Garden

Imperial crown - Fritillaria imperialis


GeneralitŠ°


Fritillaria imperialis is a perennial bulbous plant native to Asia; produces long erect stems, stiff, up to 100-120 cm tall, with alternate leaves up to about one third of the height; the leaves are arched, ribbon-like, pointed, dark green, shiny. At the apex of the stem, starting from late spring, numerous large bell-shaped flowers bloom, hanging in a showy circular crown; the flowers of fritillaria imperialis are bright and intense in shades of yellow and red. During the cold months the aerial part dries up and the bulbs go into vegetative rest. It is a plant belonging to the Liliaceae family of European origin; for its characteristic flowers it is also called imperial crown.

Exposure



For a vigorous growth of the Fritillaria imperialis it is good to place it in a semi-shaded place, so that the plants receive a few hours of sunshine in the morning; do not fear the cold. Before burying the bulbs it is good to consider that they need a large space to develop at their best and place them at a good distance from other plants. They can show signs of suffering if placed in fully sunny places, especially during the summer when temperatures are higher.

Watering



From the end of February to the withering of the flowers water the imperial crown plants regularly, avoiding the excesses and waiting for the soil to dry between one watering and another; when the leaves begin to turn yellow, the waterings can be drastically thinned out until the following year. Always check that the soil in which the specimens of Fritillaria imperialis are found allows proper drainage, so that no water stagnation can form.

Ground



Place the large bulbs in rich, very well drained, soft and sandy soil, about 10-15 cm deep; the bulbs of fritillaria imperialis they bloom best when they are left undisturbed; they settle down in autumn, and sometimes they start to flower from the second year after planting.
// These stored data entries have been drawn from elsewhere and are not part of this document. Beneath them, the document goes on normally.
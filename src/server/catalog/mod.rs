//! In-memory mock catalog: restaurants and their menus.
//!
//! Menus are generated once from a seeded rng and never change afterwards,
//! so an item id always refers to the same dish for the life of the process.

mod generator;
mod seed;

use std::collections::{HashMap, HashSet};
use log::info;
use rand::rngs::StdRng;
use rand::SeedableRng;
use crate::server::model::filter::RestaurantFilter;
use crate::server::model::menu_item::{Category, MenuItem, Suggestions};
use crate::server::model::restaurant::Restaurant;

pub(crate) use seed::CUISINES;

const MIN_SUGGESTION_QUERY_LEN: usize = 2;
const MAX_ITEM_SUGGESTIONS: usize = 8;
const MAX_CATEGORY_SUGGESTIONS: usize = 3;

#[derive(Debug)]
pub(crate) struct Catalog {
    restaurants: Vec<Restaurant>,
    /// keyed by restaurant id
    menus: HashMap<String, Vec<MenuItem>>,
}

impl Catalog {
    /// Build the mock catalog, a random seed is drawn when none is given.
    pub fn generate(rng_seed: Option<u64>) -> Self {
        let rng_seed = rng_seed.unwrap_or_else(rand::random);
        info!("generating mock catalog with seed={}", rng_seed);
        let mut rng = StdRng::seed_from_u64(rng_seed);

        let mut restaurants = Vec::with_capacity(seed::RESTAURANTS.len());
        let mut menus = HashMap::with_capacity(seed::RESTAURANTS.len());
        for record in seed::RESTAURANTS.iter() {
            restaurants.push(generator::restaurant(record));
            menus.insert(record.id.to_string(), generator::menu(record, &mut rng));
        }
        info!(
            "catalog ready, restaurants={} items={}",
            restaurants.len(),
            menus.values().map(Vec::len).sum::<usize>()
        );
        Self { restaurants, menus }
    }

    pub fn restaurants(&self) -> &[Restaurant] {
        &self.restaurants
    }

    pub fn restaurant(&self, id: &str) -> Option<&Restaurant> {
        self.restaurants.iter().find(|r| r.id == id)
    }

    pub fn restaurant_name(&self, id: &str) -> Option<&str> {
        self.restaurant(id).map(|r| r.name.as_str())
    }

    pub fn menu(&self, restaurant_id: &str) -> Option<&[MenuItem]> {
        self.menus.get(restaurant_id).map(Vec::as_slice)
    }

    /// Item ids are `{restaurant_id}-{n}`, so the owning menu is found first.
    pub fn menu_item(&self, id: &str) -> Option<&MenuItem> {
        let (restaurant_id, _) = id.split_once('-')?;
        self.menu(restaurant_id)?.iter().find(|item| item.id == id)
    }

    /// Every item, in restaurant order.
    pub fn all_items(&self) -> impl Iterator<Item = &MenuItem> {
        self.restaurants
            .iter()
            .filter_map(|r| self.menus.get(&r.id))
            .flatten()
    }

    /// Tabs for a restaurant page: `all` then each category in menu order.
    pub fn categories(&self, restaurant_id: &str) -> Option<Vec<String>> {
        let menu = self.menu(restaurant_id)?;
        let mut seen = HashSet::new();
        let categories = std::iter::once("all".to_string())
            .chain(
                menu.iter()
                    .filter(|item| seen.insert(item.category))
                    .map(|item| item.category.to_string()),
            )
            .collect();
        Some(categories)
    }

    /// Menu of one restaurant narrowed by category and a case-insensitive
    /// match on name or description.
    pub fn search_menu(
        &self,
        restaurant_id: &str,
        category: Option<Category>,
        text: &str,
    ) -> Option<Vec<&MenuItem>> {
        let needle = text.trim().to_lowercase();
        let items = self
            .menu(restaurant_id)?
            .iter()
            .filter(|item| category.map_or(true, |c| item.category == c))
            .filter(|item| {
                needle.is_empty()
                    || item.name.to_lowercase().contains(&needle)
                    || item.description.to_lowercase().contains(&needle)
            })
            .collect();
        Some(items)
    }

    /// Items across every restaurant, optionally of one category.
    pub fn browse(&self, category: Option<Category>) -> Vec<&MenuItem> {
        self.all_items()
            .filter(|item| category.map_or(true, |c| item.category == c))
            .collect()
    }

    pub fn filter_restaurants(&self, filter: &RestaurantFilter) -> Vec<&Restaurant> {
        let mut matched = self
            .restaurants()
            .iter()
            .filter(|r| filter.matches(r, self.menu(&r.id).unwrap_or_default()))
            .collect::<Vec<_>>();
        filter.sort(&mut matched);
        matched
    }

    /// Type-ahead suggestions over all menu items.
    pub fn suggestions(&self, text: &str) -> Suggestions {
        let query = text.trim().to_lowercase();
        if query.chars().count() < MIN_SUGGESTION_QUERY_LEN {
            return Suggestions::default();
        }

        let items = self
            .all_items()
            .filter(|item| {
                item.name.to_lowercase().contains(&query)
                    || item.description.to_lowercase().contains(&query)
                    || item.category.to_string().contains(&query)
            })
            .take(MAX_ITEM_SUGGESTIONS)
            .cloned()
            .collect();

        let mut seen = HashSet::new();
        let categories = self
            .all_items()
            .map(|item| item.category)
            .filter(|c| c.to_string().contains(&query) && seen.insert(*c))
            .take(MAX_CATEGORY_SUGGESTIONS)
            .collect();

        Suggestions { items, categories }
    }
}

#[cfg(test)]
pub(crate) mod tests {
    use super::*;
    use crate::server::model::filter::{DeliveryTimeBucket, SortKey};

    pub(crate) fn catalog() -> Catalog {
        Catalog::generate(Some(2024))
    }

    fn ids(restaurants: &[&Restaurant]) -> Vec<String> {
        restaurants.iter().map(|r| r.id.clone()).collect()
    }

    #[test]
    fn generates_six_restaurants_with_menus() {
        let catalog = catalog();
        assert_eq!(catalog.restaurants().len(), 6);
        for restaurant in catalog.restaurants() {
            let menu = catalog.menu(&restaurant.id).unwrap();
            assert!(menu.len() >= 80);
        }
        assert!(catalog.all_items().count() >= 480);
    }

    #[test]
    fn menus_are_stable_across_reads() {
        let catalog = catalog();
        let first = catalog.menu_item("3-42").cloned();
        let second = catalog.menu_item("3-42").cloned();
        assert!(first.is_some());
        assert_eq!(first, second);
        assert_eq!(Catalog::generate(Some(2024)).menu_item("3-42").cloned(), first);
    }

    #[test]
    fn menu_item_lookup() {
        let catalog = catalog();
        assert_eq!(catalog.menu_item("2-1").unwrap().name, "Margherita Pizza");
        assert!(catalog.menu_item("2-999").is_none());
        assert!(catalog.menu_item("nope").is_none());
        assert!(catalog.menu_item("9-1").is_none());
    }

    #[test]
    fn default_filter_returns_everything_by_rating() {
        let catalog = catalog();
        let listed = catalog.filter_restaurants(&RestaurantFilter::default());
        assert_eq!(ids(&listed), vec!["4", "5", "1", "2", "6", "3"]);
    }

    #[test]
    fn rating_floor_excludes_lower_rated() {
        let catalog = catalog();
        let filter = RestaurantFilter {
            min_rating: 4.5,
            ..Default::default()
        };
        let listed = catalog.filter_restaurants(&filter);
        assert!(listed.iter().all(|r| r.rating >= 4.5));
        assert_eq!(ids(&listed), vec!["4", "5", "1"]);
    }

    #[test]
    fn cuisines_are_ored() {
        let catalog = catalog();
        let filter = RestaurantFilter {
            cuisines: vec!["indian".to_string(), "Mexican".to_string()],
            sort_by: SortKey::DeliveryFee,
            ..Default::default()
        };
        assert_eq!(ids(&catalog.filter_restaurants(&filter)), vec!["6", "1"]);
    }

    #[test]
    fn dimensions_are_anded() {
        let catalog = catalog();
        let filter = RestaurantFilter {
            cuisines: vec!["Spicy".to_string()],
            fee_range: 0..=220,
            ..Default::default()
        };
        assert_eq!(ids(&catalog.filter_restaurants(&filter)), vec!["6"]);
    }

    #[test]
    fn search_covers_dishes_and_cuisines() {
        let catalog = catalog();
        let by_dish = RestaurantFilter {
            search: "tiramisu".to_string(),
            ..Default::default()
        };
        assert_eq!(ids(&catalog.filter_restaurants(&by_dish)), vec!["2"]);

        let by_cuisine = RestaurantFilter {
            search: "SUSHI".to_string(),
            ..Default::default()
        };
        assert_eq!(ids(&catalog.filter_restaurants(&by_cuisine)), vec!["5"]);
    }

    #[test]
    fn delivery_bucket_and_time_sort() {
        let catalog = catalog();
        let fast = RestaurantFilter {
            delivery_time: DeliveryTimeBucket::Fast,
            sort_by: SortKey::DeliveryTime,
            ..Default::default()
        };
        assert_eq!(ids(&catalog.filter_restaurants(&fast)), vec!["3", "2", "4", "6"]);

        let medium = RestaurantFilter {
            delivery_time: DeliveryTimeBucket::Medium,
            ..Default::default()
        };
        assert_eq!(ids(&catalog.filter_restaurants(&medium)), vec!["5", "1"]);

        let slow = RestaurantFilter {
            delivery_time: DeliveryTimeBucket::Slow,
            ..Default::default()
        };
        assert!(catalog.filter_restaurants(&slow).is_empty());
    }

    #[test]
    fn min_order_sort() {
        let catalog = catalog();
        let filter = RestaurantFilter {
            sort_by: SortKey::MinOrder,
            ..Default::default()
        };
        assert_eq!(ids(&catalog.filter_restaurants(&filter)), vec!["4", "3", "2", "6", "1", "5"]);
    }

    #[test]
    fn categories_start_with_all() {
        let catalog = catalog();
        let categories = catalog.categories("1").unwrap();
        assert_eq!(categories[0], "all");
        assert_eq!(categories[1], "mains");
        assert_eq!(categories[2], "appetizers");
        let unique = categories.iter().collect::<HashSet<_>>();
        assert_eq!(unique.len(), categories.len());
        assert!(catalog.categories("42").is_none());
    }

    #[test]
    fn search_menu_by_category_and_text() {
        let catalog = catalog();
        let pizzas = catalog.search_menu("2", Some(Category::Pizzas), "").unwrap();
        assert!(pizzas.iter().all(|i| i.category == Category::Pizzas));
        assert!(pizzas.iter().any(|i| i.name == "Quattro Stagioni"));

        let lentils = catalog.search_menu("1", None, "LENTILS").unwrap();
        assert_eq!(lentils.len(), 1);
        assert_eq!(lentils[0].name, "Dal Makhani");
    }

    #[test]
    fn browse_spans_restaurants() {
        let catalog = catalog();
        let drinks = catalog.browse(Some(Category::Beverages));
        assert!(drinks.iter().all(|i| i.category == Category::Beverages));
        let owners = drinks.iter().map(|i| i.restaurant_id.as_str()).collect::<HashSet<_>>();
        assert_eq!(owners.len(), 6);
        assert_eq!(catalog.browse(None).len(), catalog.all_items().count());
    }

    #[test]
    fn suggestions_need_two_chars() {
        let catalog = catalog();
        let none = catalog.suggestions("p");
        assert!(none.items.is_empty() && none.categories.is_empty());
    }

    #[test]
    fn suggestions_are_capped() {
        let catalog = catalog();
        let found = catalog.suggestions("pizza");
        assert!(!found.items.is_empty() && found.items.len() <= 8);
        assert_eq!(found.categories, vec![Category::Pizzas]);

        let broad = catalog.suggestions("es");
        assert!(broad.categories.len() <= 3);
        assert!(broad.categories.contains(&Category::Appetizers));
    }
}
The best soil for the growth of the imperial crown is formed by sand and peat. To provide the nourishment necessary for new plants, it is good to mix mature manure with the soil.

Multiplication


After flowering, the imperial fritillaries produce long pods containing numerous fertile seeds, which are sown at the end of spring directly in the dwelling. If the sowing is done in the cold season, then, it will be appropriate to allow the rooting of the new specimens in a container placed in a protected place, to allow germination before placing them at home.
It is also possible to detach the bulbils from the bulbs for a few years, but the operation could compromise the flowering for the following year.

Imperial crown - Fritillaria imperialis: Pests and diseases



Generally imperial crown plants are not attacked by pests or diseases; however, they are sensitive to excessive humidity which can lead to the onset of fungal diseases which, if not treated quickly, can lead to the death of the affected specimens.